Cell phones are equally vulnerable, serving as a “combination phone bug, listening device, location tracker and hidden camera.” Indeed, it’s incredibly easy to activate a cell phone’s GPS and microphone capabilities remotely. For example, the FBI uses the “roving bug” technique, which allows agents to remotely activate the microphone on a cellphone and use it as a listening device. A federal judge actually ruled in 2006 that this was a constitutional technique when it was used to listen to two alleged mobsters, despite the fact that no phone call was taking place at the time.

With private corporations also taking advantage of this technology, the outlook is decidedly grim. In an attempt to mimic the tracking capabilities of online retailers, brick-and-mortar stores now utilize WIFI-enabled devices to track the movements of their customers by tracking their phones as they move throughout the store. The data gathered by these devices include “‘capture rate’ (how successful window displays are at pulling people into the store); number of customers inside the store; customer visit duration and frequency; customer location within the store; people who walk by the store without coming in; and the amount of foot traffic around the store.”

Combined with facial recognition technology, our cell phones have become a tell-all about our personal lives. For example, one Russian marking company, Synqera, “uses facial recognition technology to tailor marketing messages to customers according to their gender, age, and mood.” As one company representative noted, “if you are an angry man of 30, and it is Friday evening, [the Synqera software] may offer you a bottle of whiskey.”

Americans cannot even drive their cars without being enmeshed in this web of surveillance. As confirmed by an ACLU report entitled, “You Are Being Tracked: How License Plate Readers Are Being Used to Record Americans’ Movements,” the latest developments in license plate readers enable law enforcement and private agencies to track the whereabouts of vehicles, and their occupants, all across the country.

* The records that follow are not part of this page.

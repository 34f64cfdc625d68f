//! CPU-side mesh data and index widening

use bytemuck::{Pod, Zeroable};

use super::import_error::ImportError;
use crate::bindless::TextureSlot;

/// Interleaved vertex as consumed by the forward pipeline
#[repr(C)]
#[derive(Debug, Clone, Copy, PartialEq, Default, Pod, Zeroable)]
pub struct Vertex {
    pub position: [f32; 3],
    pub uv: [f32; 2],
}

impl Vertex {
    /// Byte stride of one vertex in the vertex buffer
    pub const STRIDE: u32 = std::mem::size_of::<Vertex>() as u32;
    /// Byte offset of `uv`
    pub const UV_OFFSET: u32 = 12;
}

/// One imported mesh: all primitives merged into a single vertex/index pair
#[derive(Debug, Clone, PartialEq, Default)]
pub struct MeshData {
    pub name: String,
    pub vertices: Vec<Vertex>,
    pub indices: Vec<u32>,
    pub texture_slot: TextureSlot,
}

impl MeshData {
    pub fn vertex_bytes(&self) -> &[u8] {
        bytemuck::cast_slice(&self.vertices)
    }

    pub fn index_bytes(&self) -> &[u8] {
        bytemuck::cast_slice(&self.indices)
    }

    pub fn index_count(&self) -> u32 {
        self.indices.len() as u32
    }
}

/// Index data as stored in the source accessor
#[derive(Debug, Clone, PartialEq)]
pub enum SourceIndices {
    U8(Vec<u8>),
    U16(Vec<u16>),
    U32(Vec<u32>),
}

impl SourceIndices {
    pub fn len(&self) -> usize {
        match self {
            SourceIndices::U8(v) => v.len(),
            SourceIndices::U16(v) => v.len(),
            SourceIndices::U32(v) => v.len(),
        }
    }

    pub fn is_empty(&self) -> bool {
        self.len() == 0
    }

    /// Largest index, `None` when empty
    pub fn max_index(&self) -> Option<u32> {
        match self {
            SourceIndices::U8(v) => v.iter().copied().max().map(u32::from),
            SourceIndices::U16(v) => v.iter().copied().max().map(u32::from),
            SourceIndices::U32(v) => v.iter().copied().max(),
        }
    }
}

impl From<gltf::mesh::util::ReadIndices<'_>> for SourceIndices {
    fn from(indices: gltf::mesh::util::ReadIndices<'_>) -> Self {
        use gltf::mesh::util::ReadIndices;
        match indices {
            ReadIndices::U8(iter) => SourceIndices::U8(iter.collect()),
            ReadIndices::U16(iter) => SourceIndices::U16(iter.collect()),
            ReadIndices::U32(iter) => SourceIndices::U32(iter.collect()),
        }
    }
}

/// Widen to 32 bits and offset by `vertex_base`, keeping order
///
/// Fails when an offset index no longer fits in 32 bits.
pub fn widen_indices(indices: &SourceIndices, vertex_base: u32) -> Result<Vec<u32>, ImportError> {
    let offset = |i: u32| {
        i.checked_add(vertex_base).ok_or_else(|| {
            ImportError::MalformedDocument(format!("index {} overflows past vertex base {}", i, vertex_base))
        })
    };
    match indices {
        SourceIndices::U8(v) => v.iter().map(|&i| offset(u32::from(i))).collect(),
        SourceIndices::U16(v) => v.iter().map(|&i| offset(u32::from(i))).collect(),
        SourceIndices::U32(v) => v.iter().map(|&i| offset(i)).collect(),
    }
}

License plate readers work by recognizing a passing license plate, photographing it, and running the information against a pre-determined database that lets police know if they’ve got a “hit,” a person of interest, though not necessarily a suspected criminal. There are reportedly tens of thousands of these license plate readers now affixed to police cars and underpasses in operation throughout the country. The data collected from these devices is also being shared between police agencies, as well as with fusion centers and private companies.

Indeed, while all drivers’ data is being collected, only a fraction of the data collected constitutes a “hit.” An even smaller fraction of those “hits” actually result in an arrest. Overall, the hit rate for criminal activity gleaned from the license pictures is usually between .01% and .3%, meaning that over 99% of the people being unnecessarily surveilled are entirely innocent.

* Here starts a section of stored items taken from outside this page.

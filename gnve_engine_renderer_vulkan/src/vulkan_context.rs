/// GpuContext - Shared GPU resources for all Vulkan objects
///
/// Contains everything needed for GPU operations:
/// - Device for Vulkan API calls
/// - Allocator for memory management
/// - Queue for command submission
/// - Command pool for one-shot upload operations
/// - Log port for error reporting

use ash::prelude::VkResult;
use ash::vk;
use gnve_engine::engine_error;
use gnve_engine::gnve::log::Log;
use gnve_engine::gnve::{Error, Result};
use gpu_allocator::vulkan::Allocator;
use gpu_allocator::AllocationError;
use std::mem::ManuallyDrop;
use std::sync::{Mutex, MutexGuard};

const SOURCE: &str = "gnve::vulkan";

/// Shared GPU context for all Vulkan resources.
///
/// Every GPU resource (buffers, images, frame slots, descriptors) holds an
/// `Arc<GpuContext>`, so the device is destroyed only after the last resource
/// referencing it has been released.
pub struct GpuContext {
    /// Vulkan logical device
    pub device: ash::Device,

    /// GPU memory allocator
    /// Wrapped in ManuallyDrop so it is dropped BEFORE the device is destroyed
    pub allocator: ManuallyDrop<Mutex<Allocator>>,

    /// Graphics queue for command submission
    pub graphics_queue: vk::Queue,

    /// Graphics queue family index
    pub graphics_queue_family: u32,

    /// Present queue (may be the graphics queue)
    pub present_queue: vk::Queue,

    /// Reusable command pool for one-shot upload operations
    /// (created with TRANSIENT + RESET_COMMAND_BUFFER flags)
    pub upload_command_pool: Mutex<vk::CommandPool>,

    /// Log port shared by every resource
    pub log: Log,
}

impl GpuContext {
    /// Create a new GPU context
    ///
    /// # Arguments
    ///
    /// * `device` - Vulkan logical device
    /// * `allocator` - GPU memory allocator
    /// * `graphics_queue` - Graphics queue for command submission
    /// * `graphics_queue_family` - Graphics queue family index
    /// * `present_queue` - Queue used for presentation
    /// * `upload_command_pool` - Command pool for upload operations
    /// * `log` - Log port
    pub fn new(
        device: ash::Device,
        allocator: Allocator,
        graphics_queue: vk::Queue,
        graphics_queue_family: u32,
        present_queue: vk::Queue,
        upload_command_pool: vk::CommandPool,
        log: Log,
    ) -> Self {
        Self {
            device,
            allocator: ManuallyDrop::new(Mutex::new(allocator)),
            graphics_queue,
            graphics_queue_family,
            present_queue,
            upload_command_pool: Mutex::new(upload_command_pool),
            log,
        }
    }

    /// Map a Vulkan result to `Error::Device`, logging the numeric code
    pub fn check<T>(&self, context: &str, result: VkResult<T>) -> Result<T> {
        vk_check(&self.log, context, result)
    }

    /// Lock the allocator; a poisoned lock is reported as an invalid resource
    pub fn lock_allocator(&self) -> Result<MutexGuard<'_, Allocator>> {
        self.allocator.lock().map_err(|_| {
            engine_error!(self.log, SOURCE, "GPU allocator lock poisoned");
            Error::InvalidResource("GPU allocator lock poisoned".to_string())
        })
    }

    /// Map an allocation failure, keeping out-of-memory distinguishable
    pub fn allocation_error(&self, what: &str, err: AllocationError) -> Error {
        engine_error!(self.log, SOURCE, "Failed to allocate memory for {}: {:?}", what, err);
        match err {
            AllocationError::OutOfMemory => Error::OutOfMemory,
            other => Error::InvalidResource(format!("allocation for {} failed: {:?}", what, other)),
        }
    }
}

/// Map a Vulkan result to `Error::Device`, logging the numeric code
pub fn vk_check<T>(log: &Log, context: &str, result: VkResult<T>) -> Result<T> {
    result.map_err(|code| {
        engine_error!(log, SOURCE, "Failed to {}: {:?} (code {})", context, code, code.as_raw());
        Error::Device {
            context: context.to_string(),
            code: code.as_raw(),
        }
    })
}

impl Drop for GpuContext {
    fn drop(&mut self) {
        unsafe {
            self.device.device_wait_idle().ok();

            if let Ok(pool) = self.upload_command_pool.get_mut() {
                if *pool != vk::CommandPool::null() {
                    self.device.destroy_command_pool(*pool, None);
                    *pool = vk::CommandPool::null();
                }
            }

            // Free VkDeviceMemory pages before the device goes away
            ManuallyDrop::drop(&mut self.allocator);

            self.device.destroy_device(None);
        }
    }
}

The implications for privacy are dire. All of the data points collected by license plate readers can be traced and mapped so that a picture of a vehicle’s past movements can be re-constructed. Furthermore, the photographs produced by license plate readers “sometimes include a substantial part of a vehicle, its occupants, and its immediate vicinity.”

In addition to tracking tens of thousands of innocent people, the data collected by license plate readers is often kept far beyond any reasonable period of time. Data retention policies vary widely, from the Ohio State Highway Patrol, which deletes non-hits immediately, versus some localities which hold on to data for weeks, months, or years. Some localities hold on to the information indefinitely.

To cap it off, private companies are also getting into the data collection game, as data collected on innocent drivers is being shared between both government agencies and corporations. One such business, Final Notice, offers the information they gather to police agencies and intends to start selling the information to other groups soon, including bail bondsmen, private investigators, and insurers.

Another company, MVTrac, claims to have data on “a large majority” of vehicles in the US, and the Digital Recognition Network (DRN) claims to have a network of affiliates of more than 550. These affiliates feed over 50 million plate reads into a national database containing “over 700 million data points on where American drivers have been.”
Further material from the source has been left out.